### WHAT TO PRODUCE
Copy each line below holding "interval".

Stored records
»»

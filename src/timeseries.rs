//! Time series items: constant-interval and flexible-interval
//!
//! Both kinds hold parallel value and quality vectors and share the same
//! metadata scaffolding on the wire: one metadata-extension block carrying
//! the quality vector (and, for the constant kind, the base time and
//! spacing). They diverge in how the time domain is represented: implicit
//! for the constant kind, an explicit timestamp list for the flexible kind.

use serde::{Deserialize, Serialize};
use time::{Duration, OffsetDateTime};

use crate::error::{MeasError, Result, ResultExt};
use crate::primitives;
use crate::quality::DataQuality;
use crate::xml::Element;

/// A value series sampled at a constant interval
///
/// The timestamp of item `i` is `base_time + i * spacing` and is never
/// stored explicitly.
#[derive(Debug, Clone, PartialEq, Serialize, Deserialize)]
pub struct TimeSeriesConstant {
    unit: String,
    description: Option<String>,
    base_time: OffsetDateTime,
    spacing: Duration,
    values: Vec<f64>,
    qualities: Vec<DataQuality>,
}

impl TimeSeriesConstant {
    /// Create an empty series
    ///
    /// The base time must be UTC and the spacing positive.
    pub fn new<S: Into<String>>(
        unit: S,
        base_time: OffsetDateTime,
        spacing: Duration,
    ) -> Result<Self> {
        let base_time = primitives::ensure_utc(base_time)?;
        if spacing <= Duration::ZERO {
            return Err(MeasError::InvalidDuration {
                message: format!("spacing must be positive, got {spacing}"),
            });
        }
        Ok(Self {
            unit: unit.into(),
            description: None,
            base_time,
            spacing,
            values: Vec::new(),
            qualities: Vec::new(),
        })
    }

    /// Builder-style description
    pub fn with_description<S: Into<String>>(mut self, description: S) -> Self {
        self.description = Some(description.into());
        self
    }

    /// Append a value with good quality
    pub fn add(&mut self, value: f64) {
        self.add_with_quality(value, DataQuality::good());
    }

    /// Append a value with an explicit quality
    pub fn add_with_quality(&mut self, value: f64, quality: DataQuality) {
        self.values.push(value);
        self.qualities.push(quality);
    }

    pub fn unit(&self) -> &str {
        &self.unit
    }

    pub fn description(&self) -> Option<&str> {
        self.description.as_deref()
    }

    pub fn base_time(&self) -> OffsetDateTime {
        self.base_time
    }

    pub fn spacing(&self) -> Duration {
        self.spacing
    }

    pub fn len(&self) -> usize {
        self.values.len()
    }

    pub fn is_empty(&self) -> bool {
        self.values.is_empty()
    }

    pub fn value(&self, index: usize) -> Option<f64> {
        self.values.get(index).copied()
    }

    pub fn quality(&self, index: usize) -> Option<&DataQuality> {
        self.qualities.get(index)
    }

    /// The implicit timestamp of item `index`
    pub fn timestamp(&self, index: usize) -> Option<OffsetDateTime> {
        (index < self.values.len()).then(|| self.base_time + self.spacing * index as i32)
    }

    /// Iterate items as `(timestamp, value, quality)`
    pub fn iter(&self) -> impl Iterator<Item = (OffsetDateTime, f64, &DataQuality)> {
        self.values
            .iter()
            .zip(&self.qualities)
            .enumerate()
            .map(|(i, (v, q))| (self.base_time + self.spacing * i as i32, *v, q))
    }

    pub(crate) fn to_element(&self, id_prefix: &str) -> Result<Element> {
        let mut metadata = metadata_extension(&self.qualities)?;
        metadata.push_child(
            Element::new("cocop:baseTime")
                .with_text(primitives::encode_timestamp(self.base_time)?),
        );
        metadata.push_child(
            Element::new("cocop:spacing")
                .with_text(primitives::encode_duration(self.spacing)?),
        );
        Ok(series_envelope(
            id_prefix,
            self.description.as_deref(),
            metadata,
            None,
            &self.unit,
            &self.values,
        ))
    }

    pub(crate) fn from_element(element: &Element) -> Result<Self> {
        let parts = SharedParts::decode(element)?;
        let metadata = parts.metadata.ok_or_else(|| MeasError::required("metadata"))?;
        let base_time = primitives::decode_timestamp(
            metadata.required_child("baseTime")?.text(),
        )?
        .require_utc()
        .context("baseTime")?;
        let spacing =
            primitives::decode_duration(metadata.required_child("spacing")?.text())?;
        let mut series = Self::new(parts.unit, base_time, spacing)?;
        series.description = parts.description;
        series.values = parts.values;
        series.qualities = parts.qualities;
        Ok(series)
    }
}

/// A value series with an explicit, non-decreasing timestamp per item
#[derive(Debug, Clone, PartialEq, Serialize, Deserialize)]
pub struct TimeSeriesFlexible {
    unit: String,
    description: Option<String>,
    timestamps: Vec<OffsetDateTime>,
    values: Vec<f64>,
    qualities: Vec<DataQuality>,
}

impl TimeSeriesFlexible {
    /// Create an empty series
    pub fn new<S: Into<String>>(unit: S) -> Self {
        Self {
            unit: unit.into(),
            description: None,
            timestamps: Vec::new(),
            values: Vec::new(),
            qualities: Vec::new(),
        }
    }

    /// Builder-style description
    pub fn with_description<S: Into<String>>(mut self, description: S) -> Self {
        self.description = Some(description.into());
        self
    }

    /// Append an item with good quality
    ///
    /// The timestamp must be UTC and not precede the last appended one.
    pub fn add(&mut self, timestamp: OffsetDateTime, value: f64) -> Result<()> {
        self.add_with_quality(timestamp, value, DataQuality::good())
    }

    /// Append an item with an explicit quality
    pub fn add_with_quality(
        &mut self,
        timestamp: OffsetDateTime,
        value: f64,
        quality: DataQuality,
    ) -> Result<()> {
        let timestamp = primitives::ensure_utc(timestamp)?;
        if let Some(last) = self.timestamps.last() {
            if timestamp < *last {
                return Err(MeasError::OutOfOrderTimestamp {
                    message: format!("{timestamp} precedes {last}"),
                });
            }
        }
        self.timestamps.push(timestamp);
        self.values.push(value);
        self.qualities.push(quality);
        Ok(())
    }

    pub fn unit(&self) -> &str {
        &self.unit
    }

    pub fn description(&self) -> Option<&str> {
        self.description.as_deref()
    }

    pub fn len(&self) -> usize {
        self.values.len()
    }

    pub fn is_empty(&self) -> bool {
        self.values.is_empty()
    }

    pub fn timestamp(&self, index: usize) -> Option<OffsetDateTime> {
        self.timestamps.get(index).copied()
    }

    pub fn value(&self, index: usize) -> Option<f64> {
        self.values.get(index).copied()
    }

    pub fn quality(&self, index: usize) -> Option<&DataQuality> {
        self.qualities.get(index)
    }

    /// Iterate items as `(timestamp, value, quality)`
    pub fn iter(&self) -> impl Iterator<Item = (OffsetDateTime, f64, &DataQuality)> {
        self.timestamps
            .iter()
            .zip(&self.values)
            .zip(&self.qualities)
            .map(|((t, v), q)| (*t, *v, q))
    }

    pub(crate) fn to_element(&self, id_prefix: &str) -> Result<Element> {
        let metadata = metadata_extension(&self.qualities)?;
        let domain = Element::new("gml:domainSet").with_child(
            Element::new("gml:TimePositionList")
                .with_attr("gml:id", format!("{id_prefix}_domain"))
                .with_text(primitives::encode_timestamp_list(&self.timestamps)?),
        );
        Ok(series_envelope(
            id_prefix,
            self.description.as_deref(),
            metadata,
            Some(domain),
            &self.unit,
            &self.values,
        ))
    }

    pub(crate) fn from_element(element: &Element) -> Result<Self> {
        let parts = SharedParts::decode(element)?;
        let domain = element
            .required_child("domainSet")?
            .required_child("TimePositionList")?;
        let timestamps =
            primitives::decode_timestamp_list(domain.text()).context("domainSet")?;
        if timestamps.len() != parts.values.len() {
            return Err(MeasError::SizeMismatch {
                timestamps: timestamps.len(),
                values: parts.values.len(),
            });
        }
        let mut series = Self::new(parts.unit);
        series.description = parts.description;
        for ((timestamp, value), quality) in timestamps
            .into_iter()
            .zip(parts.values)
            .zip(parts.qualities)
        {
            series.add_with_quality(timestamp, value, quality)?;
        }
        Ok(series)
    }
}

/// Kind selector used when a series arrives without a type URI,
/// e.g. wrapped inside a data-record field
pub(crate) fn from_element_any(element: &Element) -> Result<crate::item::Item> {
    let has_base_time = element
        .child("metadata")
        .and_then(|m| m.child("TimeseriesMetadataExtension"))
        .is_some_and(|m| m.child("baseTime").is_some());
    if has_base_time {
        TimeSeriesConstant::from_element(element).map(crate::item::Item::TimeSeriesConstant)
    } else if element.child("domainSet").is_some() {
        TimeSeriesFlexible::from_element(element).map(crate::item::Item::TimeSeriesFlexible)
    } else {
        Err(MeasError::required("baseTime or domainSet"))
    }
}

fn metadata_extension(qualities: &[DataQuality]) -> Result<Element> {
    let quality_text =
        primitives::encode_string_list(qualities.iter().map(DataQuality::value))?;
    Ok(Element::new("tsml:TimeseriesMetadataExtension")
        .with_child(Element::new("cocop:qualityValues").with_text(quality_text)))
}

fn series_envelope(
    id_prefix: &str,
    description: Option<&str>,
    metadata: Element,
    domain: Option<Element>,
    unit: &str,
    values: &[f64],
) -> Element {
    let mut envelope = Element::new("tsml:TimeseriesDomainRange")
        .with_attr("gml:id", id_prefix.to_string());
    if let Some(description) = description {
        envelope.push_child(Element::new("gml:description").with_text(description));
    }
    envelope.push_child(Element::new("tsml:metadata").with_child(metadata));
    if let Some(domain) = domain {
        envelope.push_child(domain);
    }
    envelope.push_child(
        Element::new("gml:rangeSet").with_child(
            Element::new("gml:QuantityList")
                .with_attr("uom", unit)
                .with_text(primitives::encode_double_list(values)),
        ),
    );
    envelope
}

struct SharedParts {
    unit: String,
    description: Option<String>,
    values: Vec<f64>,
    qualities: Vec<DataQuality>,
    metadata: Option<Element>,
}

impl SharedParts {
    fn decode(element: &Element) -> Result<Self> {
        let range_list = element
            .required_child("rangeSet")?
            .required_child("QuantityList")?;
        let unit = range_list.attr("uom").unwrap_or_default().to_string();
        let values = primitives::decode_double_list(range_list.text()).context("rangeSet")?;

        let description = element
            .child("description")
            .map(|d| d.text().to_string())
            .filter(|d| !d.is_empty());

        let metadata = element
            .child("metadata")
            .and_then(|m| m.child("TimeseriesMetadataExtension"))
            .cloned();

        let qualities = match metadata
            .as_ref()
            .and_then(|m| m.child("qualityValues"))
        {
            Some(quality_el) => {
                let qualities: Vec<DataQuality> = primitives::decode_list(quality_el.text())
                    .into_iter()
                    .map(DataQuality::parse)
                    .collect::<Result<_>>()
                    .context("qualityValues")?;
                if qualities.len() != values.len() {
                    return Err(MeasError::QualitySizeMismatch {
                        values: values.len(),
                        qualities: qualities.len(),
                    });
                }
                qualities
            }
            // No quality vector on the wire: every item counts as good.
            None => vec![DataQuality::good(); values.len()],
        };

        Ok(Self {
            unit,
            description,
            values,
            qualities,
            metadata,
        })
    }
}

««

### TASK SOLUTION
//! Time series items: constant-interval and flexible-interval
/// A value series sampled at a constant interval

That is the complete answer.